(Collected data entries)
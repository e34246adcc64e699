//! Reactive query watching with payload caching.
//!
//! A [`QueryWatcher`] keeps one query result up to date with a set of
//! variables published on a [`watch`] channel. It re-runs the query whenever
//! the variables change in a way that changes the operation key, and on
//! explicit [`QueryWatcher::refresh`]. With `trust_cache` enabled, a cached
//! result settles the watcher on activation without any network call.

use armature_graphql_proxy::{GraphQLResponse, OperationIdentity, OperationKey, normalize_variables};
use serde_json::Value;
use std::sync::Arc;
use std::sync::atomic::{AtomicU64, AtomicUsize, Ordering};
use tokio::sync::{Notify, watch};
use tokio::task::JoinHandle;
use tracing::{debug, warn};

use crate::{FetchOptions, GraphQLClient, GraphQLError, InvokeArgs};

/// Options for a query watcher.
#[derive(Debug, Clone, Default)]
pub struct WatchOptions {
    /// Settle from the payload cache on activation when it holds the key.
    pub trust_cache: bool,
    /// Options for every dispatched call.
    pub fetch_options: FetchOptions,
}

impl WatchOptions {
    /// Create default options.
    pub fn new() -> Self {
        Self::default()
    }

    /// Trust cached results on activation.
    pub fn trust_cache(mut self, trust: bool) -> Self {
        self.trust_cache = trust;
        self
    }

    /// Set the fetch options.
    pub fn fetch_options(mut self, options: FetchOptions) -> Self {
        self.fetch_options = options;
        self
    }
}

/// Observable state of a watched query.
#[derive(Debug, Clone)]
pub enum QueryState {
    /// Not active.
    Idle,
    /// A call for the key is in flight.
    Pending {
        /// Key being fetched.
        key: OperationKey,
    },
    /// The last call for the key succeeded.
    Settled {
        /// Key of the result.
        key: OperationKey,
        /// Result; may contain GraphQL errors.
        response: GraphQLResponse,
    },
    /// The last call for the key failed.
    Failed {
        /// Key of the failed call.
        key: OperationKey,
        /// Failure.
        error: Arc<GraphQLError>,
    },
}

impl QueryState {
    /// Operation key the state refers to.
    pub fn key(&self) -> Option<&OperationKey> {
        match self {
            Self::Idle => None,
            Self::Pending { key } | Self::Settled { key, .. } | Self::Failed { key, .. } => {
                Some(key)
            }
        }
    }

    /// Whether a call finished, successfully or not.
    pub fn is_settled(&self) -> bool {
        matches!(self, Self::Settled { .. } | Self::Failed { .. })
    }

    /// Whether a call is in flight.
    pub fn is_pending(&self) -> bool {
        matches!(self, Self::Pending { .. })
    }

    /// The result, if settled successfully.
    pub fn response(&self) -> Option<&GraphQLResponse> {
        match self {
            Self::Settled { response, .. } => Some(response),
            _ => None,
        }
    }

    /// The failure, if the last call failed.
    pub fn error(&self) -> Option<&GraphQLError> {
        match self {
            Self::Failed { error, .. } => Some(error.as_ref()),
            _ => None,
        }
    }
}

/// Keeps a query result in sync with reactive variables.
///
/// Dropping the watcher stops its background task.
pub struct QueryWatcher {
    identity: OperationIdentity,
    variables: watch::Receiver<Option<Value>>,
    state: Arc<watch::Sender<QueryState>>,
    state_rx: watch::Receiver<QueryState>,
    refresh: Arc<Notify>,
    refreshes: Arc<AtomicU64>,
    dispatches: Arc<AtomicUsize>,
    task: Option<JoinHandle<()>>,
}

impl QueryWatcher {
    /// Activate a watcher.
    ///
    /// Must be called from within a Tokio runtime.
    pub fn new(
        client: GraphQLClient,
        name: impl Into<String>,
        mut variables: watch::Receiver<Option<Value>>,
        options: WatchOptions,
    ) -> Self {
        let identity = OperationIdentity::query(name);
        let current = normalize_variables(variables.borrow_and_update().clone());
        let key = identity.key(current.as_ref());

        let cached = if options.trust_cache {
            client.cache().and_then(|cache| cache.get(&key))
        } else {
            None
        };

        let initial = match cached {
            Some(response) => {
                debug!(operation = %identity.name, key = %key, "Query settled from cache");
                QueryState::Settled {
                    key: key.clone(),
                    response,
                }
            }
            None => QueryState::Pending { key: key.clone() },
        };
        let needs_dispatch = initial.is_pending();

        let (state, state_rx) = watch::channel(initial);
        let state = Arc::new(state);
        let refresh = Arc::new(Notify::new());
        let refreshes = Arc::new(AtomicU64::new(0));
        let dispatches = Arc::new(AtomicUsize::new(0));

        let worker = Worker {
            client,
            identity: identity.clone(),
            fetch_options: options.fetch_options,
            state: state.clone(),
            refreshes: refreshes.clone(),
            dispatches: dispatches.clone(),
        };
        let task = tokio::spawn(worker.run(
            variables.clone(),
            refresh.clone(),
            key,
            current,
            needs_dispatch,
        ));

        Self {
            identity,
            variables,
            state,
            state_rx,
            refresh,
            refreshes,
            dispatches,
            task: Some(task),
        }
    }

    /// Operation name.
    pub fn name(&self) -> &str {
        &self.identity.name
    }

    /// Kind and name of the watched operation.
    pub fn identity(&self) -> &OperationIdentity {
        &self.identity
    }

    /// Key for the current variables.
    pub fn current_key(&self) -> OperationKey {
        let variables = normalize_variables(self.variables.borrow().clone());
        self.identity.key(variables.as_ref())
    }

    /// Current state.
    pub fn state(&self) -> QueryState {
        self.state_rx.borrow().clone()
    }

    /// Subscribe to state changes.
    pub fn subscribe(&self) -> watch::Receiver<QueryState> {
        self.state_rx.clone()
    }

    /// Number of calls sent to the proxy so far.
    pub fn dispatch_count(&self) -> usize {
        self.dispatches.load(Ordering::SeqCst)
    }

    /// Wait until the query settled for the current variables.
    ///
    /// Returns [`QueryState::Idle`] once the watcher is stopped.
    pub async fn settled(&self) -> QueryState {
        let mut rx = self.state_rx.clone();
        loop {
            let key = self.current_key();
            {
                let state = rx.borrow_and_update();
                match &*state {
                    QueryState::Idle => return QueryState::Idle,
                    s if s.is_settled() && s.key() == Some(&key) => return s.clone(),
                    _ => {}
                }
            }

            // Variable changes are picked up by the worker, which then
            // publishes a new state.
            if rx.changed().await.is_err() {
                return rx.borrow().clone();
            }
        }
    }

    /// Re-run the query, bypassing the cache.
    ///
    /// A call already in flight is superseded: its result is dropped and the
    /// state stays pending until the refreshed call settles.
    pub fn refresh(&self) {
        if self.task.is_none() {
            return;
        }
        self.refreshes.fetch_add(1, Ordering::SeqCst);
        self.state.send_replace(QueryState::Pending {
            key: self.current_key(),
        });
        self.refresh.notify_one();
    }

    /// Stop watching. The state becomes [`QueryState::Idle`].
    pub fn stop(&mut self) {
        if let Some(task) = self.task.take() {
            task.abort();
            self.state.send_replace(QueryState::Idle);
        }
    }

    /// Whether the watcher is still active.
    pub fn is_active(&self) -> bool {
        self.task.is_some()
    }
}

impl Drop for QueryWatcher {
    fn drop(&mut self) {
        if let Some(task) = self.task.take() {
            task.abort();
        }
    }
}

impl std::fmt::Debug for QueryWatcher {
    fn fmt(&self, f: &mut std::fmt::Formatter<'_>) -> std::fmt::Result {
        f.debug_struct("QueryWatcher")
            .field("operation", &self.identity)
            .field("state", &*self.state_rx.borrow())
            .field("dispatches", &self.dispatch_count())
            .finish()
    }
}

struct Worker {
    client: GraphQLClient,
    identity: OperationIdentity,
    fetch_options: FetchOptions,
    state: Arc<watch::Sender<QueryState>>,
    refreshes: Arc<AtomicU64>,
    dispatches: Arc<AtomicUsize>,
}

impl Worker {
    async fn run(
        self,
        mut variables: watch::Receiver<Option<Value>>,
        refresh: Arc<Notify>,
        mut key: OperationKey,
        mut current: Option<Value>,
        mut needs_dispatch: bool,
    ) {
        let mut variables_open = true;

        loop {
            if needs_dispatch {
                self.dispatch(&key, current.clone()).await;
                needs_dispatch = false;
            }

            tokio::select! {
                changed = variables.changed(), if variables_open => {
                    if changed.is_err() {
                        variables_open = false;
                        continue;
                    }

                    let next = normalize_variables(variables.borrow_and_update().clone());
                    let next_key = self.identity.key(next.as_ref());
                    if next_key == key {
                        continue;
                    }

                    debug!(operation = %self.identity.name, key = %next_key, "Query variables changed");
                    self.state.send_replace(QueryState::Pending { key: next_key.clone() });
                    key = next_key;
                    current = next;
                    needs_dispatch = true;
                }
                _ = refresh.notified() => {
                    debug!(operation = %self.identity.name, key = %key, "Query refresh requested");
                    self.state.send_replace(QueryState::Pending { key: key.clone() });
                    needs_dispatch = true;
                }
            }
        }
    }

    async fn dispatch(&self, key: &OperationKey, variables: Option<Value>) {
        let generation = self.refreshes.load(Ordering::SeqCst);
        self.dispatches.fetch_add(1, Ordering::SeqCst);

        let args = InvokeArgs {
            name: self.identity.name.clone(),
            variables,
            fetch_options: self.fetch_options.clone(),
        };

        let result = self.client.query_with(args).await;

        // A refresh requested while this call was in flight owns the next state.
        if self.refreshes.load(Ordering::SeqCst) != generation {
            debug!(operation = %self.identity.name, key = %key, "Dropping result superseded by refresh");
            return;
        }

        let state = match result {
            Ok(response) => {
                if !response.has_errors()
                    && let Some(cache) = self.client.cache()
                {
                    cache.set(key, response.clone());
                }
                QueryState::Settled {
                    key: key.clone(),
                    response,
                }
            }
            Err(error) => {
                warn!(operation = %self.identity.name, key = %key, error = %error, "Query failed");
                QueryState::Failed {
                    key: key.clone(),
                    error: Arc::new(error),
                }
            }
        };

        self.state.send_replace(state);
    }
}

What to work on
Quote the records from their first line to the line with "enabled, a cached", inclusive, without adding or dropping anything.

Solution to this task
repository e34246adcc64e699
//! Reactive query watching with payload caching.
//!
//! A [`QueryWatcher`] keeps one query result up to date with a set of
//! variables published on a [`watch`] channel. It re-runs the query whenever
//! the variables change in a way that changes the operation key, and on
//! explicit [`QueryWatcher::refresh`]. With `trust_cache` enabled, a cached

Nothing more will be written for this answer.